8. Lock according to claim 6 or 7, so that the heating element (16a, 16b) is designed as an electrical resistance heating conductor.

9. Lock according to claim 8, d a d u r c h g e k e n n z e i c h n e t that the resistance heating conductor (16a, 16b) consists of graphite.

10. Lock according to claim 8, characterized in that the resistance heating conductor consists in particular of conductive carbon black, thermoplastic material.

11. Lock according to claim 6 or 7, that the heating element is designed as a channel that can be charged with a gaseous or liquid medium.

12. Lock according to one of claims 6 to 11, characterized in that the sealing zone (10a, 10b, 15a *, 15b *) each on the two inner sides of branches (15a, 15b) of a fork-shaped extension lying inside (8) of the lock (15) of one profile (2) and the outer sides of a web-shaped extension (10) of the other profile (1) which is seated between these branches (15a, 15b).

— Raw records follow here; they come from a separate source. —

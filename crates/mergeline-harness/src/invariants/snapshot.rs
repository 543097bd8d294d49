//! Observable state snapshots for invariant checking.
//!
//! Snapshots capture what the log and every replica show at one instant.
//! Invariants run against snapshots rather than live state so each check
//! sees a single consistent picture.

use mergeline_proto::ClientId;

/// Snapshot of the whole cluster for one document.
#[derive(Debug, Clone, Default)]
pub struct ClusterSnapshot {
    /// Sequence numbers held by the durable log, in log order.
    pub log_sequences: Vec<u64>,
    /// Per-replica state.
    pub replicas: Vec<ReplicaSnapshot>,
}

impl ClusterSnapshot {
    /// Snapshot with an empty log and no replicas.
    pub fn empty() -> Self {
        Self::default()
    }

    /// Set the log contents.
    pub fn with_log(mut self, sequences: Vec<u64>) -> Self {
        self.log_sequences = sequences;
        self
    }

    /// Add a replica snapshot.
    pub fn with_replica(mut self, replica: ReplicaSnapshot) -> Self {
        self.replicas.push(replica);
        self
    }
}

/// Snapshot of one replica.
#[derive(Debug, Clone, Default)]
pub struct ReplicaSnapshot {
    /// Position of the replica in the cluster.
    pub index: usize,
    /// Client the replica belongs to.
    pub client_id: ClientId,
    /// Sequence number of the snapshot it bootstrapped from.
    pub snapshot_sequence: u64,
    /// Sequence numbers applied after the snapshot, in application order.
    pub applied: Vec<u64>,
    /// Rendered document.
    pub render: String,
}

impl ReplicaSnapshot {
    /// Replica that bootstrapped from the empty document.
    pub fn new(index: usize, client_id: ClientId) -> Self {
        Self { index, client_id, ..Default::default() }
    }

    /// Set the bootstrap snapshot sequence.
    pub fn with_snapshot_sequence(mut self, sequence: u64) -> Self {
        self.snapshot_sequence = sequence;
        self
    }

    /// Set the applied sequence numbers.
    pub fn with_applied(mut self, applied: Vec<u64>) -> Self {
        self.applied = applied;
        self
    }

    /// Set the rendered document.
    pub fn with_render(mut self, render: impl Into<String>) -> Self {
        self.render = render.into();
        self
    }

    /// Highest sequence number reflected in the render.
    pub fn last_applied(&self) -> u64 {
        self.applied.last().copied().unwrap_or(self.snapshot_sequence)
    }
}
//! Fuzz target for the delivery buffer
//!
//! Feeds arbitrary interleavings of fresh, duplicate and far-ahead sequence
//! numbers, as a flaky pub/sub would.
//!
//! # Invariants
//!
//! - Released operations are exactly last+1, last+2, ... with no gaps
//! - Nothing at or below the last released number is released again
//! - The hold limit is never exceeded; refusals leave the buffer unchanged

#![no_main]

use arbitrary::Arbitrary;
use libfuzzer_sys::fuzz_target;
use mergeline_core::{Admission, DeliveryBuffer, DeliveryError};
use mergeline_proto::{DocumentId, Operation, SequencedOperation};

#[derive(Debug, Arbitrary)]
struct Input {
    start: u8,
    max_held: u8,
    offers: Vec<Offer>,
}

#[derive(Debug, Arbitrary)]
enum Offer {
    /// Offset from the next expected number
    Ahead(u8),
    /// Offset below the last released number
    Behind(u8),
    Exact,
}

fuzz_target!(|input: Input| {
    let document_id = DocumentId::new("fuzz").unwrap();
    let max_held = usize::from(input.max_held % 32) + 1;
    let mut buffer = DeliveryBuffer::new(u64::from(input.start) + 1, max_held);
    let mut released = buffer.last_delivered();

    for offer in input.offers {
        let seq = match offer {
            Offer::Ahead(n) => buffer.next_expected() + u64::from(n),
            Offer::Behind(n) => buffer.last_delivered().saturating_sub(u64::from(n)).max(1),
            Offer::Exact => buffer.next_expected(),
        };
        let op = SequencedOperation::new(seq, Operation::new(document_id.clone(), 1, seq, Vec::new()));

        let held_before = buffer.held_len();
        match buffer.accept(op) {
            Ok(Admission::Ready(ops)) => {
                for op in ops {
                    assert_eq!(op.sequence_number, released + 1, "gap in released stream");
                    released = op.sequence_number;
                }
            },
            Ok(Admission::Held { expected, received }) => {
                assert!(received > expected);
                assert_eq!(buffer.held_len(), held_before + 1);
            },
            Ok(Admission::Duplicate) => assert_eq!(buffer.held_len(), held_before),
            Err(DeliveryError::HoldLimitExceeded { held, max, .. }) => {
                assert_eq!(held, max);
                assert_eq!(buffer.held_len(), held_before);
            },
        }

        assert_eq!(buffer.last_delivered(), released);
        assert!(buffer.held_len() <= max_held);
    }
});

13. Lock according to one of claims 6 to 12, so that the sealing zone (10a, 10b, 15a *, 15b *) is parallel to the sealing wall.

14. Lock according to one of claims 6 to 13, so that a moisture sensor (18, 19a, 19b) lies on at least one side of the heat-sealable sealing zone (10a, 10b, 15a *, 15b *).

15. Lock according to one of claims 6 to 14, d a d u r c h g e k e n n z e i c h n e t that a channel (11a, 11b, 17) is arranged on at least one side of the heat-sealable sealing zone (10a, 10b, 15a *, 15b *).

16. Lock according to one of claims 1 to 15, so that a labyrinth seal (7a **, 7b **, 13a, 13b) is provided on both sides of the heat-sealable zone.

17. Lock according to claim 16, characterized characterized in that the labyrinth seal (7a **, 7b **, 13a, 13b) forms the positive connection of the outer (1) and inner part (2) of the lock.

18. Lock according to claim 16 or 17, characterized in that the labyrinth seal (7a **, 7b **, 13a, 13b) on the fork branches (7a, 7b) of the lock outer part designed as a fork profile (1) and the intermediate lock inner part (2) is trained.

19. Lock according to one of claims 1 to 18, d a d-u r c h g e k e n n z e i c h n e t that the lock outer (1) and lock inner part (2) are designed as positive and negative profile.